# Requirement:
If a line in the records below contains "SlugAllocator", copy that line.

# Provided data:
■ ■ ■ ■

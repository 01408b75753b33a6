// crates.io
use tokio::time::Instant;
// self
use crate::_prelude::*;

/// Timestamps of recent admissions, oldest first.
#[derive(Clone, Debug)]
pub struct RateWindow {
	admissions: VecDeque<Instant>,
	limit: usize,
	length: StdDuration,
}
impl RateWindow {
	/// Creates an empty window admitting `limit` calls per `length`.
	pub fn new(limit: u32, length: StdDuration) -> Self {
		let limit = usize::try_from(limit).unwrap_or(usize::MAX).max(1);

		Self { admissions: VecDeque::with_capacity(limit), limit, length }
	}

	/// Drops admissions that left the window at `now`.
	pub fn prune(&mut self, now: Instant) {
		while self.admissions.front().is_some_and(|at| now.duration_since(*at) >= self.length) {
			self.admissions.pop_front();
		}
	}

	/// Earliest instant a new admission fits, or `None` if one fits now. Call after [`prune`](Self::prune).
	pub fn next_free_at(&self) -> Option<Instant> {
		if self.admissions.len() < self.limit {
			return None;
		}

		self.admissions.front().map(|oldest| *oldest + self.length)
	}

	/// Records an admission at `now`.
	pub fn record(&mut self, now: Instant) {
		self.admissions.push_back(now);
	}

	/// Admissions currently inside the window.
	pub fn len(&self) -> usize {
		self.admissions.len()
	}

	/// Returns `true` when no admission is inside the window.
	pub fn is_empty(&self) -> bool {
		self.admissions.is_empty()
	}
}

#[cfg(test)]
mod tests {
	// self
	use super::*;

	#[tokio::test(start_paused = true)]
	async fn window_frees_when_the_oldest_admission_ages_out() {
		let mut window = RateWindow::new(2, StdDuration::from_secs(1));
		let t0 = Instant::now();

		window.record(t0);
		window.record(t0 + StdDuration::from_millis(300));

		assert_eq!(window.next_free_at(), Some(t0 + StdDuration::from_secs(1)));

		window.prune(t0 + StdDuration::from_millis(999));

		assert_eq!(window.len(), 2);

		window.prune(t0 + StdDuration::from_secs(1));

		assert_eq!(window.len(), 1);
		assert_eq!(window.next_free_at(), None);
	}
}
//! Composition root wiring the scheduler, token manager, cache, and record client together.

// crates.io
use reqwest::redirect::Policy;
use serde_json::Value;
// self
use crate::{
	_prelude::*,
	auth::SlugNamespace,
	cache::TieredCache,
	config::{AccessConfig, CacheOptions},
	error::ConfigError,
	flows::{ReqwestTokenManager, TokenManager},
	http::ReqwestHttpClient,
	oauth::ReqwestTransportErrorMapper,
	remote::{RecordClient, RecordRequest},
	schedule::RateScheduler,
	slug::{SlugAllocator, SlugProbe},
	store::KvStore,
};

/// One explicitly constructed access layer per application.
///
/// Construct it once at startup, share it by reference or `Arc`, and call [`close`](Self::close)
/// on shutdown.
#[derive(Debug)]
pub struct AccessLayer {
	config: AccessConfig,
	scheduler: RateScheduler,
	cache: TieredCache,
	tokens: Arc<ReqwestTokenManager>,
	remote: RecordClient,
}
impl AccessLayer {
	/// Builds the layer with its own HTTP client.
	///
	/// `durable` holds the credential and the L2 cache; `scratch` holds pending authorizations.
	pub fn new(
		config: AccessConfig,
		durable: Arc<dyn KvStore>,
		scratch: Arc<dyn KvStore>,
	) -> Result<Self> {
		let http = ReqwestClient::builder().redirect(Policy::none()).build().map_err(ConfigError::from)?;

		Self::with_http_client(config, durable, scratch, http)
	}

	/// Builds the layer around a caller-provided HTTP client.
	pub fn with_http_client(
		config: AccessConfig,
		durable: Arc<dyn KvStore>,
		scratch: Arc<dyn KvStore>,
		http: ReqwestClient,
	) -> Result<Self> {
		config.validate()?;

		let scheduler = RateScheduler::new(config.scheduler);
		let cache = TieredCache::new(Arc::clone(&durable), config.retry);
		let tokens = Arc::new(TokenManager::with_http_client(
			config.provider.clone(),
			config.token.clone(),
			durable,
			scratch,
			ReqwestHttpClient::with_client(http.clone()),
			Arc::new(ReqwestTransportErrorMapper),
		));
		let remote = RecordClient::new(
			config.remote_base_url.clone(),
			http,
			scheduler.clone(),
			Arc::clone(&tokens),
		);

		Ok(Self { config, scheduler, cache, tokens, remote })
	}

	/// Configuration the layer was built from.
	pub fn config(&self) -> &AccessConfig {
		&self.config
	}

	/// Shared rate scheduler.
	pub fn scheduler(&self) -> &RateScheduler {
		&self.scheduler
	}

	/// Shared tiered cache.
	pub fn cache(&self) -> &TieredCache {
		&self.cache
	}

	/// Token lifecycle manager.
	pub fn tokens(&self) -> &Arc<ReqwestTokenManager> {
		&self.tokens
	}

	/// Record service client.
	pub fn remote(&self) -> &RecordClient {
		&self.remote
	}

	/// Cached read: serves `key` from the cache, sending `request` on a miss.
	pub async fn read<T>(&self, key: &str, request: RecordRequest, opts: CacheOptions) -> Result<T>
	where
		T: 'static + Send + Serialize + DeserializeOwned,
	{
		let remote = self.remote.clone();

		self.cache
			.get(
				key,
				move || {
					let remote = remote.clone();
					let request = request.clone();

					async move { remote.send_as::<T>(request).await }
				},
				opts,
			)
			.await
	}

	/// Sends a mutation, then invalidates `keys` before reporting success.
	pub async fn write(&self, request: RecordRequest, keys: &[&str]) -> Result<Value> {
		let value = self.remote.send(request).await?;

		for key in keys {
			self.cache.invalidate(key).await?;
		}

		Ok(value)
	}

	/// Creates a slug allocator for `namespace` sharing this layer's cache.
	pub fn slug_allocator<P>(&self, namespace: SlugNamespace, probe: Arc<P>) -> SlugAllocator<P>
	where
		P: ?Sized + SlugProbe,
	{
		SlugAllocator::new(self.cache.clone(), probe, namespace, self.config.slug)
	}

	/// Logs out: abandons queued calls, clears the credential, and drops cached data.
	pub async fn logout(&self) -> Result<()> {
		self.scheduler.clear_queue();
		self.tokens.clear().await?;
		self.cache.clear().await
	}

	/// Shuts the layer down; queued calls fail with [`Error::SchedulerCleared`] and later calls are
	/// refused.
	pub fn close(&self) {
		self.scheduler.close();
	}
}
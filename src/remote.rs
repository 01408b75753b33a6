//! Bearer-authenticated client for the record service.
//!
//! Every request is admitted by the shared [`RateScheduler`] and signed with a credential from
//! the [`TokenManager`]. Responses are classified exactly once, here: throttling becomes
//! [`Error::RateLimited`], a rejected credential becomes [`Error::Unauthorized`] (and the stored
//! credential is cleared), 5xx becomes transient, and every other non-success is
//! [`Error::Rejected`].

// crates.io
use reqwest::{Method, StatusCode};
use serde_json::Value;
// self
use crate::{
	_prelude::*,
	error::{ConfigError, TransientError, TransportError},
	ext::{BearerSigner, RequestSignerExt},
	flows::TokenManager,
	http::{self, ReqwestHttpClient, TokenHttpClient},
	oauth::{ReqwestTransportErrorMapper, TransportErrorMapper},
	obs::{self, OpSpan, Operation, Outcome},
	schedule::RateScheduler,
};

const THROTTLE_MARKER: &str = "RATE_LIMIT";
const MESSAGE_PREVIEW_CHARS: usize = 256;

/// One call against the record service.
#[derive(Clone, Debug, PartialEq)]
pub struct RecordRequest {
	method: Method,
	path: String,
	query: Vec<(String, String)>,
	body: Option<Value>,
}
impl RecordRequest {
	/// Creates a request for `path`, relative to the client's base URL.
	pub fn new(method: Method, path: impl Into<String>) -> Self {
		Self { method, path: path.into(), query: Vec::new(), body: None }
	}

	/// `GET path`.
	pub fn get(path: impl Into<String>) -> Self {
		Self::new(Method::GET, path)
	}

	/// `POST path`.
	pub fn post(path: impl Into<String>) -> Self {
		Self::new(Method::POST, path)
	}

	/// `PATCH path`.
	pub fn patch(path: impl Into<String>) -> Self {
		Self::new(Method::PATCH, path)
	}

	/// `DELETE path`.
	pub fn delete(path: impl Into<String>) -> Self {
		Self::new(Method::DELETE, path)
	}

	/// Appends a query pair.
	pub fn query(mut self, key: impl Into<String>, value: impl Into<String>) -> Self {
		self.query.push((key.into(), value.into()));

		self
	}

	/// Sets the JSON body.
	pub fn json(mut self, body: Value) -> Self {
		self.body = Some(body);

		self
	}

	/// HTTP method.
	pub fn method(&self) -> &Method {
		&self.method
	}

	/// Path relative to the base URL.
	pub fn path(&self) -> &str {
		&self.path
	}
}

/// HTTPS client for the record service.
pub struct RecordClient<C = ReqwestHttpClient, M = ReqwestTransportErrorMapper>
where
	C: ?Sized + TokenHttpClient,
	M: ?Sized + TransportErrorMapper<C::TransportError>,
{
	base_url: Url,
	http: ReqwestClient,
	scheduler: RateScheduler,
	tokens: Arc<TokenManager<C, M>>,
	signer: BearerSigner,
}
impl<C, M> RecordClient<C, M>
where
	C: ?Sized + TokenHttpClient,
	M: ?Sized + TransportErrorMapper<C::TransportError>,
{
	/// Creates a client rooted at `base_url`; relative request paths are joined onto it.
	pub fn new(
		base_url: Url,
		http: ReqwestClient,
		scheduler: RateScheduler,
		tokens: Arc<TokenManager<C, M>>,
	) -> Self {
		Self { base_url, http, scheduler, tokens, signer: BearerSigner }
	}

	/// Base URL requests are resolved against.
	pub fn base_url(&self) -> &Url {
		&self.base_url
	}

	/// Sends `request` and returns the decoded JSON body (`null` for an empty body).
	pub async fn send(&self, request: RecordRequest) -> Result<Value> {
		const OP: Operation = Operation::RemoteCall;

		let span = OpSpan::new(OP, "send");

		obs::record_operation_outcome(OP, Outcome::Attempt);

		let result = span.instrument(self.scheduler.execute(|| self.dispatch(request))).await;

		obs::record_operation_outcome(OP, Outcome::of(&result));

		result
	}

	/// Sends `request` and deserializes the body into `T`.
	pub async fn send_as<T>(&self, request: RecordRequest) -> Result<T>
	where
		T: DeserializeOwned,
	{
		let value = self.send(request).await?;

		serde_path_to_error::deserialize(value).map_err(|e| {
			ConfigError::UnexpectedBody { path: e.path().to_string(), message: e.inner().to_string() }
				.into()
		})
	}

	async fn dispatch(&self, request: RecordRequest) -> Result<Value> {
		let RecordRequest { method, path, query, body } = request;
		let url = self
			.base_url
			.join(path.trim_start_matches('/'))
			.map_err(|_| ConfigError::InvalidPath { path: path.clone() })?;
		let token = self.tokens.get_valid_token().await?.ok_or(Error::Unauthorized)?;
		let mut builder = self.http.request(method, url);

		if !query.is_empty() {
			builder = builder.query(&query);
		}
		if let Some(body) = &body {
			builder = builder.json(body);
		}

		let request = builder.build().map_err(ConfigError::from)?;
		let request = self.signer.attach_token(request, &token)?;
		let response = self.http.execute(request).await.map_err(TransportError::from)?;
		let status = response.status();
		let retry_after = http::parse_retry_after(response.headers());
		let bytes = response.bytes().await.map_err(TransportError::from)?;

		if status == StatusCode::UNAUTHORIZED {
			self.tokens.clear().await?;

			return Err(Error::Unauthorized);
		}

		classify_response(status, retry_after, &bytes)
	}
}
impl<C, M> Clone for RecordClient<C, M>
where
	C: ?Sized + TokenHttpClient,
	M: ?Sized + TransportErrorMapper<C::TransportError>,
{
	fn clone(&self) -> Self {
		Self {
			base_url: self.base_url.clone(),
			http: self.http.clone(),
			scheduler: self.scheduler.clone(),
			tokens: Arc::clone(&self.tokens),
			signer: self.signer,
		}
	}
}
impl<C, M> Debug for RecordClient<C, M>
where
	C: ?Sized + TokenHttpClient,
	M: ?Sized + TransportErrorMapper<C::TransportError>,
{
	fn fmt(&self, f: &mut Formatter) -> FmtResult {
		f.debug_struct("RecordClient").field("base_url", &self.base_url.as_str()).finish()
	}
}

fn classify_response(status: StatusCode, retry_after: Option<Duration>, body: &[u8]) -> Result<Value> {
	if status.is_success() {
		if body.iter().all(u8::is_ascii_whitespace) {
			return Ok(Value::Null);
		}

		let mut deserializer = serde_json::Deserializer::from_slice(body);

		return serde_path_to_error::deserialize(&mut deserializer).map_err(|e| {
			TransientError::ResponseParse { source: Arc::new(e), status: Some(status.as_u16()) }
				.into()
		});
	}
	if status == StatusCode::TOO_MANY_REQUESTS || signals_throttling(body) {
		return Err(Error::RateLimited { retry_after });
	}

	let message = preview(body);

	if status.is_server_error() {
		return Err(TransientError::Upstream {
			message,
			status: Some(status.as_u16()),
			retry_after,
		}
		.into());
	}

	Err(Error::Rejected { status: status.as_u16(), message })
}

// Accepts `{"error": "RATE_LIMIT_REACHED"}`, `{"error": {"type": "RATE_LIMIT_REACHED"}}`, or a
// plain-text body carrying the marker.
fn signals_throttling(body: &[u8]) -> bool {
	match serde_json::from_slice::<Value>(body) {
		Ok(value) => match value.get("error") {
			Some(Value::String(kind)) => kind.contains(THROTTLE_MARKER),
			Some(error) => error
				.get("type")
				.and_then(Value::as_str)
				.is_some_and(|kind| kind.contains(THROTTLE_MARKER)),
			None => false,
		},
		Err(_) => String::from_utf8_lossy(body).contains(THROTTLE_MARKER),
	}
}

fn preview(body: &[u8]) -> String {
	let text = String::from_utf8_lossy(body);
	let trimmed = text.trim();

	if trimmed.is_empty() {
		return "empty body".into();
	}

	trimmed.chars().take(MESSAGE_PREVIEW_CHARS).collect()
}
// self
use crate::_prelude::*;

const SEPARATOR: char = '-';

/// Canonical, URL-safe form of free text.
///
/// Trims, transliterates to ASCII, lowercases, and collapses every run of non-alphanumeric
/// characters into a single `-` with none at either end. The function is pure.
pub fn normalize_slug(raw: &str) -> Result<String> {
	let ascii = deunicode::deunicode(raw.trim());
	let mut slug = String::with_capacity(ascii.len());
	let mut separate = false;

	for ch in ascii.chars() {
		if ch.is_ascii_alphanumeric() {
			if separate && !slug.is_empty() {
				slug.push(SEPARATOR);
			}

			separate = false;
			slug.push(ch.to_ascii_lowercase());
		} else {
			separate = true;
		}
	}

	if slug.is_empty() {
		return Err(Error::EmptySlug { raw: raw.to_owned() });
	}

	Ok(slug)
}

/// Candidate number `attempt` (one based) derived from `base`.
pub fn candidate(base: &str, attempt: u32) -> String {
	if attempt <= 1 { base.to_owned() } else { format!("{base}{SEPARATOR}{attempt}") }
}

■ ■ ■ ■

# Your response:
	slug::{SlugAllocator, SlugProbe},
	pub fn slug_allocator<P>(&self, namespace: SlugNamespace, probe: Arc<P>) -> SlugAllocator<P>
		SlugAllocator::new(self.cache.clone(), probe, namespace, self.config.slug)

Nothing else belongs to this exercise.